UPDATED: The Howard Johnson Lodge and Friendly’s restaurant at 1040 and 1052 Boston Post Road will be demolished, and a Fairfield Inn, a Floor & Decor store and a small retail store will take their place.
The Planning and Zoning Board voted unanimously at its Jan. 2 meeting to approve two applications related to the proposal located in the Interchange Commercial District (ICD). Turnpike Lodge LLC and Connecticut Foods Inc. are the owners. Philip C. Craft of Easton is president of both companies.
One approval was an addition to the zoning regulations, which narrows from 50 to 40 feet the landscape buffer between this property and the adjacent Forest Park condominiums, located on a hill to the rear. The other vote approved the special permit and site plan, which included merging the two properties into one 8.25-acre parcel.
The board approved the project with two conditions. The first condition is relocation of a 13-foot by 9-foot building that houses utilities, currently located in the buffer zone. The second condition is using exterior materials for the hotel, which meet the board’s architectural standards. The project received no public comment.
Attorney Christopher Smith said the existing 89-room hotel and restaurant will be demolished. Smith said the regulation change was “limited to this situation,” given that the regulation applies to a mixed-use parcel with a hotel in the ICD zone having a minimum of seven acres with at least 100 feet of frontage along I-95, and abutting a residential zone.
Architect Patrick Rose said the hotel will have 108 rooms on four floors with 26 suites and 82 standard hotel rooms. Amenities will be located on the first floor, including a breakfast room, a fitness center, and an indoor pool.
Rose said the roof would include cellular phone antennas screened behind panels with an equipment room for the antennas in the hotel basement.
There will be 279 parking spaces for the entire site. Rose said there is a 20 to 30 foot difference in grade between the commercial property and the adjacent residential property.
Rose said the 5,000-square-foot retail building could house up to four tenants. He did not name any potential tenants.
Carol Secondino, regional director for the Waterford Hotel Group, which will own and operate the Fairfield Inn, said Waterford operates two existing Marriott properties in Milford, the Residence Inn and Spring Hill Suites, which are on Rowe Avenue. The company also operates a Courtyard by Marriott in Orange. Secondino said the Fairfield Inn complements theses hotels, and also will bring customers to local restaurants and businesses.

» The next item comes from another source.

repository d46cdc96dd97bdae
pub mod adapters;
pub mod config;
pub mod error;
pub mod web;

Julie Starzynski, construction design and project manager for Floor & Décor, said the company is “looking to break into the northeast.” Starzynski said the company’s nearest store is Farmingdale, N.Y. and its only New England store is located in Avon, Mass. The Milford store will be about 75,000 square feet.
Starzynski said the company recently opened its 100th store, which is located in California. According to its website, the Atlanta-based company started in 2000, and sells hard surface flooring materials, including tile, wood, stone, and related tools and flooring accessories. She said contractors represent about 40 to 60 percent of its business.
David Bjorklund, civil engineer for the project, said the site plan is intended to break up the property and he “tried to give the hotel its own identity.” Bjorklund said a loop road around the property would lead to a loading dock for Floor & Décor that will be screened from the residential area.
Bjorklund said three underground galleys can handle storm water runoff from a 25- and 50-year storm, and can handle most water from a 100-year storm. The 279-car parking lot will include amenities, including charging stations and bike racks.
In response to questions from City Planner David B. Sulkis, Bjorklund detailed the extensive retaining walls on the property, including a six-foot high wall extending 270 feet along the I-95 exit ramp, a wall varying between four to 10 feet in height extending 185 feet along the residential property line, and a five-foot high wall extending for 180 feet along the property line with the Olympia Diner.
Matthew Popp, landscape architect, said there would be a 30 to 40 foot wide landscape buffer between the hotel and the retail uses. Popp said the project has 63 shade trees where 56 are required, along with 18 heritage birch trees, which he termed “borderline shade trees,” 34 flowering trees, and 25 evergreen trees, including Norway spruce trees, and 35 red cedar trees along the back of the property.
Traffic engineer David Sullivan said the project would add 130 new trips during the peak weekday afternoon hour and 200 trips during the Saturday peak hour. This will not have a negative impact on traffic flow in the area, said Sullivan.
The Floor & Décor store will be located at the rear of the property near Forest Park, while the Fairfield Inn would be located near the adjacent Hooter’s restaurant, and the retail building would be located adjacent to the Olympia Diner property.
There are no inland wetlands within 100 feet of the site, so no Inland-Wetlands Agency permit was required.
This project has been years in the making. The board granted approval in August 2013 for an 18- to 24-month period of blasting and rock crushing intended to remove 147,000 cubic yards of rocks. Craft returned in Oct. 2015 for a six-month extension of the permit to finish the blasting and rock crushing.